**Task description:** From the line that contains "let id = self.surfaces.allocate_id();" through the line that contains "current framebuffer state.", output every line of the listing below exactly and leave out all the rest.

^^^^^^^^^^^^^^^^

use std::{
    sync::{
        atomic::{AtomicBool, Ordering},
        Arc,
    },
    time::Duration,
};

use api::{
    buffer::BufferCreateInfo,
    framebuffer::ViewId,
    image::{ImageCreateInfo, ImageViewCreateInfo},
    types::Domain,
    Backend, BackendError, Capabilities,
};
use arc_swap::ArcSwapOption;
use ard_log::{error, info, warn};
use thiserror::Error;

use crate::{
    batch::{BatchQueue, BatchState, WaitError},
    bindings::Bindings,
    bindless::BindlessHandles,
    config::{ContextCreateInfo, FramebufferStrategy},
    draw::MemoryBarrierFlags,
    framebuffer::{ConcreteFramebufferCache, FramebufferCache, ImagelessFramebufferCache},
    render_pass::RenderPassCache,
    render_target::RenderTarget,
    resource::{Resource, ResourceId, ResourceKind, ResourceState, ResourceTable},
    scheduler::BarrierScheduler,
    surface::{Surface, SurfaceDescriptor, SurfaceTable},
};

/// Called once when the device is found to be lost.
pub type ResetCallback = Box<dyn Fn(ResetStatus) + Send + Sync>;

#[derive(Debug, Copy, Clone, PartialEq, Eq, Hash)]
pub enum ResetStatus {
    NoReset,
    /// The device was lost while this context had work in flight.
    GuiltyContextReset,
}

#[derive(Debug, Error, Clone, PartialEq, Eq)]
pub enum FlushError {
    #[error(transparent)]
    Backend(#[from] BackendError),
    #[error(transparent)]
    Wait(#[from] WaitError),
}

/// Tracks resources, records barriers and submits batches for a single stream of commands.
pub struct Context<B: Backend> {
    pub(crate) backend: Arc<B>,
    pub(crate) resources: ResourceTable<B>,
    pub(crate) surfaces: SurfaceTable<B>,
    pub(crate) scheduler: BarrierScheduler,
    pub(crate) bindings: Bindings,
    pub(crate) bindless: BindlessHandles<B>,
    pub(crate) render_passes: RenderPassCache<B>,
    pub(crate) framebuffers: Box<dyn FramebufferCache<B>>,
    pub(crate) batches: BatchQueue<B>,
    /// The batch being recorded.
    pub(crate) batch: BatchState<B>,
    pub(crate) target: RenderTarget<B>,
    pub(crate) memory_barrier: MemoryBarrierFlags,
    pub(crate) last_was_compute: bool,
    device_lost: AtomicBool,
    reset_callback: ArcSwapOption<ResetCallback>,
}

impl<B: Backend> Context<B> {
    pub fn new(backend: Arc<B>, create_info: ContextCreateInfo) -> Result<Self, BackendError> {
        let capabilities = backend.capabilities();

        let strategy = match create_info.framebuffer_strategy {
            FramebufferStrategy::Auto | FramebufferStrategy::Imageless
                if capabilities.imageless_framebuffer =>
            {
                FramebufferStrategy::Imageless
            }
            FramebufferStrategy::Imageless => {
                warn!("imageless framebuffers requested but not supported, using concrete");
                FramebufferStrategy::Concrete
            }
            _ => FramebufferStrategy::Concrete,
        };

        let framebuffers: Box<dyn FramebufferCache<B>> = match strategy {
            FramebufferStrategy::Imageless => {
                Box::new(ImagelessFramebufferCache::new(backend.clone()))
            }
            _ => Box::new(ConcreteFramebufferCache::new(backend.clone())),
        };

        let batches = BatchQueue::new(backend.clone(), &create_info)?;
        let batch = batches.acquire()?;

        info!(
            "created context {} (framebuffers: {strategy:?}, timeline: {}, threaded submit: {})",
            create_info.debug_name.as_deref().unwrap_or("<unnamed>"),
            capabilities.timeline_semaphore,
            create_info.threaded_submit,
        );

        Ok(Self {
            render_passes: RenderPassCache::new(backend.clone()),
            backend,
            resources: ResourceTable::default(),
            surfaces: SurfaceTable::default(),
            scheduler: BarrierScheduler::default(),
            bindings: Bindings::default(),
            bindless: BindlessHandles::default(),
            framebuffers,
            batches,
            batch,
            target: RenderTarget::default(),
            memory_barrier: MemoryBarrierFlags::empty(),
            last_was_compute: false,
            device_lost: AtomicBool::new(false),
            reset_callback: ArcSwapOption::empty(),
        })
    }

    #[inline(always)]
    pub fn backend(&self) -> &Arc<B> {
        &self.backend
    }

    #[inline(always)]
    pub fn capabilities(&self) -> Capabilities {
        self.backend.capabilities()
    }

    #[inline(always)]
    pub fn framebuffer_strategy(&self) -> FramebufferStrategy {
        self.framebuffers.strategy()
    }

    /// The batch currently being recorded.
    #[inline(always)]
    pub fn current_batch(&self) -> &BatchState<B> {
        &self.batch
    }

    #[inline(always)]
    pub fn resource_state(&self, id: ResourceId) -> Option<&ResourceState> {
        self.resources.state(id)
    }

    #[inline(always)]
    pub fn resource_count(&self) -> usize {
        self.resources.len()
    }

    /// Whether the resource waits for a barrier before the next command in `domain`.
    #[inline(always)]
    pub fn is_pending(&self, id: ResourceId, domain: Domain) -> bool {
        self.scheduler.contains(id, domain)
    }

    #[inline(always)]
    pub fn pending_barriers(&self, domain: Domain) -> usize {
        self.scheduler.pending(domain)
    }

    #[inline(always)]
    pub fn render_pass_count(&self) -> usize {
        self.render_passes.len()
    }

    #[inline(always)]
    pub fn framebuffer_count(&self) -> usize {
        self.framebuffers.len()
    }

    #[inline(always)]
    pub fn surface(&self, view: ViewId) -> Option<&Arc<Surface<B>>> {
        self.surfaces.get(view)
    }

    #[inline(always)]
    pub fn surface_count(&self) -> usize {
        self.surfaces.len()
    }

    #[inline(always)]
    pub fn bindless_handle_count(&self) -> usize {
        self.bindless.len()
    }

    /// Id of the most recently submitted batch, or `0` if nothing was submitted.
    #[inline(always)]
    pub fn last_submitted(&self) -> u64 {
        self.batches.last_submitted()
    }

    /// Every batch with an id at or below this value is known to be complete.
    #[inline(always)]
    pub fn last_finished(&self) -> u64 {
        self.batches.last_finished()
    }

    pub fn create_buffer(&mut self, create_info: BufferCreateInfo) -> Result<ResourceId, BackendError> {
        let buffer = unsafe { self.backend.create_buffer(&create_info)? };
        let id = self.resources.allocate_id();
        self.resources.insert(
            Resource::new(
                self.backend.clone(),
                id,
                ResourceKind::Buffer {
                    buffer,
                    size: create_info.size,
                },
                create_info.debug_name,
            ),
            ResourceState::new_buffer(),
        );
        Ok(id)
    }

    pub fn create_image(&mut self, create_info: ImageCreateInfo) -> Result<ResourceId, BackendError> {
        let image = unsafe { self.backend.create_image(&create_info)? };
        let id = self.resources.allocate_id();
        self.resources.insert(
            Resource::new(
                self.backend.clone(),
                id,
                ResourceKind::Image {
                    image,
                    format: create_info.format,
                    usage: create_info.image_usage,
                    width: create_info.width,
                    height: create_info.height,
                    layers: create_info.array_layers,
                    samples: create_info.samples.max(1),
                    presentable: create_info.presentable,
                },
                create_info.debug_name,
            ),
            ResourceState::new_image(create_info.format),
        );
        Ok(id)
    }

    /// Releases the resource. The native object lives on until every batch that used it
    /// completes.
    ///
    /// # Panics
    /// - If the resource is still bound or attached to the framebuffer.
    /// - If a surface still views the resource. Its id is reused once destroyed.
    pub fn destroy_resource(&mut self, id: ResourceId) {
        let Some(state) = self.resources.state(id) else {
            warn!("destroyed unknown resource {id:?}");
            return;
        };
        assert!(
            !state.has_binds() && state.fb_binds == 0,
            "destroyed {id:?} while it is still bound"
        );
        assert!(
            !self.surfaces.views_resource(id),
            "destroyed {id:?} while a surface still views it"
        );

        for domain in Domain::ALL {
            self.scheduler.remove(id, domain);
        }
        self.resources.remove(id);
    }

    /// Whether any submitted or recording batch still uses the resource.
    pub fn is_resource_busy(&self, id: ResourceId) -> bool {
        let Some(state) = self.resources.state(id) else {
            return false;
        };

        if self.batch.is_using(state) {
            return true;
        }

        state.last_batch != 0
            && self
                .batches
                .wait(state.last_batch, Some(Duration::ZERO))
                .is_err()
    }

    /// Creates a view of an image that can be attached to a framebuffer.
    ///
    /// # Panics
    /// - If `resource` is not an image.
    pub fn create_surface(
        &mut self,
        resource: ResourceId,
        create_info: ImageViewCreateInfo,
    ) -> Result<ViewId, BackendError> {
        let Some(entry) = self.resources.get(resource) else {
            panic!("surface of unknown resource {resource:?}");
        };

        let ResourceKind::Image {
            image,
            format,
            usage,
            width,
            height,
            samples,
            presentable,
            ..
        } = entry.object.kind()
        else {
            panic!("surface of buffer {resource:?}");
        };

        let view = unsafe { self.backend.create_image_view(image, &create_info)? };
        let descriptor = SurfaceDescriptor {
            format: create_info.format.unwrap_or(*format),
            usage: *usage,
            width: *width,
            height: *height,
            layers: create_info.array_layers,
            samples: *samples,
            presentable: *presentable,
        };

        let id = self.surfaces.allocate_id();
        let surface = Surface::new(
            self.backend.clone(),
            id,
            entry.object.clone(),
            view,
            descriptor,
        );
        self.surfaces.insert(surface);
        Ok(id)
    }

    /// Destroys a surface and evicts every framebuffer that references it. Batches that used
    /// the surface keep the view alive until they complete. The id may be reused right away.
    ///
    /// # Panics
    /// - If the surface is attached to the current framebuffer state.
    pub fn destroy_surface(&mut self, view: ViewId) {
        assert!(
            !self.target.is_attached(view),
            "destroyed surface {} while it is attached",
            view.0
        );

        self.framebuffers.attachment_destroyed(view);
        if self.surfaces.remove(view).is_none() {
            warn!("destroyed unknown surface {}", view.0);
        }
    }

    /// Submits the current batch. Returns the id of the submitted batch, or of the last
    /// submitted batch if there was nothing to submit.
    pub fn flush(&mut self) -> Result<u64, BackendError> {
        puffin::profile_function!();

        if self.check_device_lost() {
            return Err(BackendError::DeviceLost);
        }

        if self.target.has_pending_clears() {
            self.begin_render_pass()?;
        }
        self.end_render_pass();

        if !self.batch.has_work() {
            return Ok(self.batches.last_submitted());
        }

        let next = self.batches.acquire()?;
        let batch = std::mem::replace(&mut self.batch, next);

        // Resources destroyed while recording are skipped, their ids may already be reused.
        let used: Vec<ResourceId> = batch
            .resources()
            .filter(|resource| {
                self.resources
                    .get(resource.id())
                    .is_some_and(|entry| Arc::ptr_eq(&entry.object, resource))
            })
            .map(|resource| resource.id())
            .collect();

        // A batch that fails before being assigned an id must not be waited on.
        let id = match self.batches.submit(batch) {
            Ok(id) => id,
            Err(err) => {
                self.check_device_lost();
                return Err(err);
            }
        };

        for resource in used {
            if let Some(state) = self.resources.state_mut(resource) {
                state.last_batch = id;
            }
        }
        Ok(id)
    }

    /// Submits pending work and waits for everything to complete.
    pub fn finish(&mut self) -> Result<(), FlushError> {
        puffin::profile_function!();

        if self.batch.has_work() || self.target.has_pending_clears() {
            self.flush()?;
        }
        self.stall()
    }

    /// Waits for the last submitted batch and recycles every completed batch.
    pub fn stall(&mut self) -> Result<(), FlushError> {
        let res = self.batches.stall();
        self.check_device_lost();
        Ok(res?)
    }

    /// Waits for batch `id`. An id of `0` refers to the batch being recorded, which is flushed
    /// first.
    pub fn wait_for_batch(&mut self, id: u64) -> Result<(), FlushError> {
        let id = if id == 0 { self.flush()? } else { id };
        if id == 0 {
            return Ok(());
        }

        let res = self.batches.wait(id, None);
        self.check_device_lost();
        Ok(res?)
    }

    /// Whether batch `id` has completed. Never blocks.
    pub fn check_batch_completion(&self, id: u64) -> bool {
        if id == 0 {
            return false;
        }

        let done = self.batches.wait(id, Some(Duration::ZERO)).is_ok();
        self.check_device_lost();
        done
    }

    /// Replaces the callback invoked when the device is lost.
    pub fn set_device_reset_callback(&self, callback: Option<ResetCallback>) {
        self.reset_callback.store(callback.map(Arc::new));
    }

    pub fn device_reset_status(&self) -> ResetStatus {
        if self.check_device_lost() {
            ResetStatus::GuiltyContextReset
        } else {
            ResetStatus::NoReset
        }
    }

    #[inline(always)]
    pub fn is_device_lost(&self) -> bool {
        self.device_lost.load(Ordering::Acquire)
    }

    /// Latches device loss once observed. The reset callback only fires on the first
    /// observation.
    pub(crate) fn check_device_lost(&self) -> bool {
        if self.is_device_lost() {
            return true;
        }

        if !self.batches.is_device_lost() {
            return false;
        }

        if !self.device_lost.swap(true, Ordering::AcqRel) {
            error!("device lost");
            if let Some(callback) = self.reset_callback.load_full() {
                (callback.as_ref())(ResetStatus::GuiltyContextReset);
            }
        }

        true
    }
}

impl<B: Backend> Drop for Context<B> {
    fn drop(&mut self) {
        if self.check_device_lost() {
            return;
        }

        if let Err(err) = self.finish() {
            warn!("unable to finish outstanding work: {err}");
        }
    }
}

^^^^^^^^^^^^^^^^

**Answer to the problem:**
        let id = self.surfaces.allocate_id();
        let surface = Surface::new(
            self.backend.clone(),
            id,
            entry.object.clone(),
            view,
            descriptor,
        );
        self.surfaces.insert(surface);
        Ok(id)
    }

    /// Destroys a surface and evicts every framebuffer that references it. Batches that used
    /// the surface keep the view alive until they complete. The id may be reused right away.
    ///
    /// # Panics
    /// - If the surface is attached to the current framebuffer state.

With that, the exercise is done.